╭──

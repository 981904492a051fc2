use predictive_schemas::{DataKind, MergeMode};
use regex::Regex;
use serde::Serialize;
use std::path::Path;
use tracing::{debug, info};

use crate::error::{StoreError, StoreResult};
use crate::stores::Stores;
use crate::textfile;

/// Recognizes data files by their `datatype="..."` marker and extension
pub struct FileSniffer {
    marker: Regex,
}

impl FileSniffer {
    pub fn new() -> StoreResult<Self> {
        let marker = Regex::new(r#"datatype\s?=\s?"(?P<kind>.*?)""#)
            .map_err(|e| StoreError::parse("datatype marker", e))?;
        Ok(Self { marker })
    }

    /// Kind of `content` read from `path`. Both the marker and the extension must agree.
    pub fn detect(&self, path: &Path, content: &str) -> StoreResult<DataKind> {
        let unrecognized = || StoreError::Unrecognized {
            path: path.display().to_string(),
        };

        let captures = self.marker.captures(content).ok_or_else(unrecognized)?;
        let kind = DataKind::from_marker(&captures["kind"]).ok_or_else(unrecognized)?;

        let extension = path
            .extension()
            .and_then(|e| e.to_str())
            .map(|e| format!(".{}", e.to_lowercase()));
        if extension.as_deref() != Some(kind.extension()) {
            debug!(
                "{} carries a {} marker but has extension {:?}",
                path.display(),
                kind,
                extension
            );
            return Err(unrecognized());
        }

        Ok(kind)
    }
}

#[derive(Debug, Clone, Copy, PartialEq, Eq, Serialize)]
pub struct MergeReport {
    pub kind: DataKind,
    /// Mode actually applied; config requests always end up as a replace
    pub mode: MergeMode,
    /// Records new to the store. Always 0 for a replace.
    pub added: usize,
}

impl MergeReport {
    pub fn status_message(&self) -> String {
        let (verb, noun) = match self.mode {
            MergeMode::Merge => ("Merged", "files"),
            MergeMode::Replace => ("Replaced", "file"),
        };
        format!("{} {} {}. Reloaded {}.", verb, self.kind, noun, self.kind)
    }
}

/// Imports foreign data files into the stores
pub struct DataFileMerger {
    sniffer: FileSniffer,
}

impl DataFileMerger {
    pub fn new() -> StoreResult<Self> {
        Ok(Self {
            sniffer: FileSniffer::new()?,
        })
    }

    pub fn import(
        &self,
        stores: &mut Stores,
        source: &Path,
        mode: MergeMode,
    ) -> StoreResult<MergeReport> {
        let content = textfile::read(source)?;
        let kind = self.sniffer.detect(source, &content)?;
        info!("Importing {} as {} ({})", source.display(), kind, mode.as_str());
        self.apply(stores, kind, &content, mode)
    }

    /// Merge or replace the `kind` store with `content`, then reload it from disk
    pub fn apply(
        &self,
        stores: &mut Stores,
        kind: DataKind,
        content: &str,
        mode: MergeMode,
    ) -> StoreResult<MergeReport> {
        let mode = if kind.supports_merge() {
            mode
        } else {
            MergeMode::Replace
        };

        let added = match (mode, kind) {
            (MergeMode::Merge, DataKind::LearnData) => stores.ledger.merge_content(content)?,
            (MergeMode::Merge, DataKind::HistoricalData) => {
                stores.tagsets.merge_content(content)?
            }
            (MergeMode::Merge, DataKind::NotifyData) => stores.notify.merge_content(content)?,
            _ => {
                textfile::write(&stores.paths.path(kind), content)?;
                0
            }
        };

        stores.reload(kind)?;

        let report = MergeReport { kind, mode, added };
        info!("{}", report.status_message());
        Ok(report)
    }
}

╰──

= WHAT TO DO =
Tally up how many lines in the preceding listing contain the word "extension". Give nothing but the number.

= TASK OUTPUT =
7